PICKLED OR PRESERVED: SHOULD YOU HAVE A COUPLE OF DRINKS A DAY?
Should you be drinking alcohol every day? The question arises because research now conclusively shows that drinking moderate amounts of alcohol confers health benefits well into old age.
Evidence in support of alcohol’s beneficial effects is compelling: in middle and old age a small amount of alcohol reduces the risk of premature death. On the basis of this information alone, it seems logical that people older than about 40 should be advised to drink moderately. But the issue is not so simple.
Some doctors are concerned that if they encourage abstainers to drink and light drinkers to consume more, they will raise the general level of alcohol consumption in society and risk an individual cure becoming a community disease. The reasoning is that as more people drink, albeit moderately, hazardous drinkers will have more opportunity to drink and do themselves and others harm.

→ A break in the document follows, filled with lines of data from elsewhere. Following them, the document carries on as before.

//! The execution dispatcher: shared by webhook ingress, the scheduler's
//! cron callback, and manual invoke. Mints a workflow invocation JWT,
//! records the attempt, and hands a [`V2Payload`] to the configured
//! runtime backend without waiting for workflow code to finish running.

use std::collections::HashMap;

use floww_core::{Error as CoreError, Owner, Result as CoreResult};
use floww_postgres::model::{MarkExecutionStarted, NewExecutionHistory, Provider, Trigger, Workflow};
use floww_postgres::query::{
    ExecutionHistoryRepository, NamespaceRepository, ProviderRepository, RuntimeRepository, WorkflowDeploymentRepository,
};
use floww_postgres::types::ProviderKind;
use floww_runtime::{EventData, RuntimeConfig, TriggerDescriptor, TriggerProvider, V2Payload};
use serde_json::Value;
use uuid::Uuid;

use crate::service::ServiceState;

/// The outcome of a dispatch attempt: every branch produces an execution
/// row except a quota rejection, which is logged and otherwise silent.
#[derive(Debug, Clone, Copy, PartialEq, Eq)]
pub enum DispatchOutcome {
    /// The organization's execution quota was exceeded; nothing was recorded.
    QuotaExceeded,
    /// The workflow had no active deployment; an execution row was recorded
    /// with status `NoDeployment`.
    NoActiveDeployment(Uuid),
    /// The workflow's runtime had no resolvable image; an execution row was
    /// recorded with status `Started` but nothing was invoked.
    ImageUnresolved(Uuid),
    /// The runtime backend was invoked; an execution row was recorded with
    /// status `Started`.
    Invoked(Uuid),
}

impl DispatchOutcome {
    /// The execution id recorded for this attempt, if any.
    pub fn execution_id(self) -> Option<Uuid> {
        match self {
            Self::QuotaExceeded => None,
            Self::NoActiveDeployment(id) | Self::ImageUnresolved(id) | Self::Invoked(id) => Some(id),
        }
    }
}

fn provider_kind_str(kind: ProviderKind) -> &'static str {
    match kind {
        ProviderKind::Gitlab => "gitlab",
        ProviderKind::Slack => "slack",
        ProviderKind::Discord => "discord",
        ProviderKind::Github => "github",
        ProviderKind::Jira => "jira",
        ProviderKind::GoogleCalendar => "google_calendar",
        ProviderKind::Builtin => "builtin",
        ProviderKind::Kvstore => "kvstore",
    }
}

/// Dispatches a single trigger fire: mints an invocation JWT, records an
/// [`floww_postgres::model::ExecutionHistory`] row, and invokes the
/// workflow's active deployment through the configured runtime backend.
///
/// Returns once the invocation has been handed to the backend (or once a
/// terminal non-invoking outcome has been reached); never awaits workflow
/// code itself.
pub async fn dispatch(state: &ServiceState, trigger: &Trigger, workflow: &Workflow, data: EventData) -> CoreResult<DispatchOutcome> {
    let mut conn = state
        .pg_client()
        .get_connection()
        .await
        .map_err(|error| CoreError::internal(error.to_string()))?;

    let namespace = conn
        .find_namespace_by_id(workflow.namespace_id)
        .await
        .map_err(|error| CoreError::internal(error.to_string()))?
        .ok_or_else(|| CoreError::not_found(format!("namespace {} not found", workflow.namespace_id)))?;

    if let Owner::Organization(organization_id) = namespace.owner() {
        if !state.quota_check().check(organization_id).await {
            tracing::warn!(
                target: crate::TRACING_TARGET_DISPATCH,
                %organization_id,
                workflow_id = %workflow.id,
                "organization execution quota exceeded, dropping trigger fire"
            );
            return Ok(DispatchOutcome::QuotaExceeded);
        }
    }

    let received_at = jiff_diesel::Timestamp::from(jiff::Timestamp::now());

    let Some(deployment) = conn
        .find_active_deployment(workflow.id)
        .await
        .map_err(|error| CoreError::internal(error.to_string()))?
    else {
        let execution = conn
            .create_execution(NewExecutionHistory::no_deployment(workflow.id, trigger.id, received_at))
            .await
            .map_err(|error| CoreError::internal(error.to_string()))?;

        tracing::info!(target: crate::TRACING_TARGET_DISPATCH, workflow_id = %workflow.id, "no active deployment, execution recorded");
        return Ok(DispatchOutcome::NoActiveDeployment(execution.id));
    };

    let execution = conn
        .create_execution(NewExecutionHistory::received(workflow.id, trigger.id, deployment.id, received_at))
        .await
        .map_err(|error| CoreError::internal(error.to_string()))?;

    // Commit the STARTED transition before invoking the runtime: the history
    // row must be externally visible before the runtime's callback could
    // possibly reach `/api/executions/{id}/complete`.
    conn.mark_execution_started(execution.id, MarkExecutionStarted::at(jiff_diesel::Timestamp::from(jiff::Timestamp::now())))
        .await
        .map_err(|error| CoreError::internal(error.to_string()))?;

    let runtime = conn
        .find_runtime_by_id(deployment.runtime_id)
        .await
        .map_err(|error| CoreError::internal(error.to_string()))?
        .ok_or_else(|| CoreError::not_found(format!("runtime {} not found", deployment.runtime_id)))?;

    let Some(image_hash) = runtime.config.get("image_hash").and_then(Value::as_str) else {
        tracing::error!(target: crate::TRACING_TARGET_DISPATCH, runtime_id = %runtime.id, "runtime config has no image_hash");
        return Ok(DispatchOutcome::ImageUnresolved(execution.id));
    };

    let Some(image_digest) = state
        .image_resolver()
        .resolve(image_hash)
        .await
        .map_err(|error| CoreError::internal(error.to_string()))?
    else {
        tracing::error!(target: crate::TRACING_TARGET_DISPATCH, %image_hash, "image hash did not resolve to a digest");
        return Ok(DispatchOutcome::ImageUnresolved(execution.id));
    };

    let trigger_provider: Provider = conn
        .find_provider_by_id(trigger.provider_id)
        .await
        .map_err(|error| CoreError::internal(error.to_string()))?
        .ok_or_else(|| CoreError::not_found(format!("provider {} not found", trigger.provider_id)))?;

    let provider_configs = load_provider_configs(state, &mut conn, workflow.namespace_id).await?;

    let (auth_token, _invocation_id) = state
        .workflow_jwt()
        .mint(deployment.id, workflow.id, workflow.namespace_id)
        .map_err(|error| CoreError::auth(error.to_string()))?;

    let payload = V2Payload {
        trigger: TriggerDescriptor {
            provider: TriggerProvider {
                kind: provider_kind_str(trigger_provider.provider_type).to_string(),
                alias: trigger_provider.alias.clone(),
            },
            trigger_type: trigger.trigger_type.clone(),
            input: trigger.input.clone(),
        },
        data,
        backend_url: state.public_base_url().clone(),
        auth_token,
        execution_id: execution.id.to_string(),
        provider_configs,
    };

    let runtime_config = RuntimeConfig::new(deployment.runtime_id.to_string(), image_digest.to_string());

    if let Err(error) = state.runtime_backend().invoke_trigger(&runtime_config, &payload).await {
        tracing::error!(target: crate::TRACING_TARGET_DISPATCH, execution_id = %execution.id, %error, "runtime invocation failed");
    }

    Ok(DispatchOutcome::Invoked(execution.id))
}

/// Loads and decrypts every provider configured in `namespace_id`, keyed by
/// `"<type>:<alias>"` as the runtime payload expects. Providers with an
/// empty `encrypted_config` (auto-created, no-setup-steps providers) decrypt
/// to `null` rather than erroring.
async fn load_provider_configs(
    state: &ServiceState,
    conn: &mut floww_postgres::PgConn,
    namespace_id: Uuid,
) -> CoreResult<HashMap<String, Value>> {
    let providers = conn
        .list_providers(namespace_id)
        .await
        .map_err(|error| CoreError::internal(error.to_string()))?;

    let mut configs = HashMap::with_capacity(providers.len());
    for provider in providers {
        let config = if provider.encrypted_config.is_empty() {
            Value::Null
        } else {
            floww_core::crypto::decrypt_json::<Value>(state.encryption_key(), &provider.encrypted_config)
                .map_err(|error| CoreError::decryption(error.to_string()))?
        };

        let key = format!("{}:{}", provider_kind_str(provider.provider_type), provider.alias);
        configs.insert(key, config);
    }

    Ok(configs)
}

#[cfg(test)]
mod tests {
    use super::*;

    #[test]
    fn provider_kind_str_matches_wire_representation() {
        assert_eq!(provider_kind_str(ProviderKind::GoogleCalendar), "google_calendar");
        assert_eq!(provider_kind_str(ProviderKind::Gitlab), "gitlab");
    }

    #[test]
    fn quota_exceeded_outcome_has_no_execution_id() {
        assert_eq!(DispatchOutcome::QuotaExceeded.execution_id(), None);
    }
}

An Oxford study of 12 000 middle-aged and elderly British doctors over 13 years found mortality was lowest in those who averaged about two or three drinks a day. It is known that moderate drinking protects people from coronary heart disease. It achieves this in three ways. First, it increases levels of high-density lipoprotein (HDL) cholesterol (the ‘good’ cholesterol) in the blood, which inhibits the formation of plaque inside the artery walls. Second, it inhibits the formation of blood clots by making the little platelets of blood less sticky. Third, there is evidence that it stimulates the breakdown of clots.
Recent studies have also shown that modest alcohol consumption protects against the development of gallstones and can reduce blood pressure. However, high levels of drinking can increase blood pressure.
A man who has one or two drinks a day is at 30 to 50 per cent less risk of developing coronary heart disease than if he abstains totally.
So what advice do most doctors give? If their male patients are alcohol-dependent or have chronic physical, neurological or psychiatric disease related to alcohol, they advise them to abstain completely. Any beneficial effects of drinking would be more than negated by the damage they would continue to do to themselves. This group of men would also be unlikely to be able to keep their drinking to moderate levels.
If the men were not dependent but were in the habit of drinking to hazardous levels, and might or might not be beginning to experience some alcohol-related harm, they would be advised to reduce their intake to the safe levels recommended by Australia’s National Health and Medical Research Council. (The recommendation is that men drink no more than four drinks a day and women no more than two, and that both have at least two alcohol-free days a week.)
The issue is more complex when it comes to giving general advice. There is the question of age: as the incidence of coronary heart disease rises progressively over the age of 40, it would not be advisable to recommend that an 18-year-old start drinking.
But what about men in their 40s who presently don’t drink. Should they be advised to drink in moderation? Some doctors say yes. They give their patients all the facts, tell them that the peak protective effect is two drinks a day on average (for men) and then encourage them to consume that amount.
The problem is that these men may be inclined to drink more than that themselves and also encourage those already drinking four a day to increase their intake to six and start clocking up harm.
There are other ways of reducing the risk of coronary heart disease, such as exercising, stopping smoking, improving diet and taking aspirin.
On the surface, advising 40-something men to have a couple of drinks a day for the health benefit it confers seems simple and attractive. But it has attendant risks. Such men are twice as likely as women to suffer morbidity and mortality associated with alcohol consumption, so why exhort this high-risk group to drink? It’s difficult to lift moderate alcohol consumption without increasing immoderate consumption at the same time.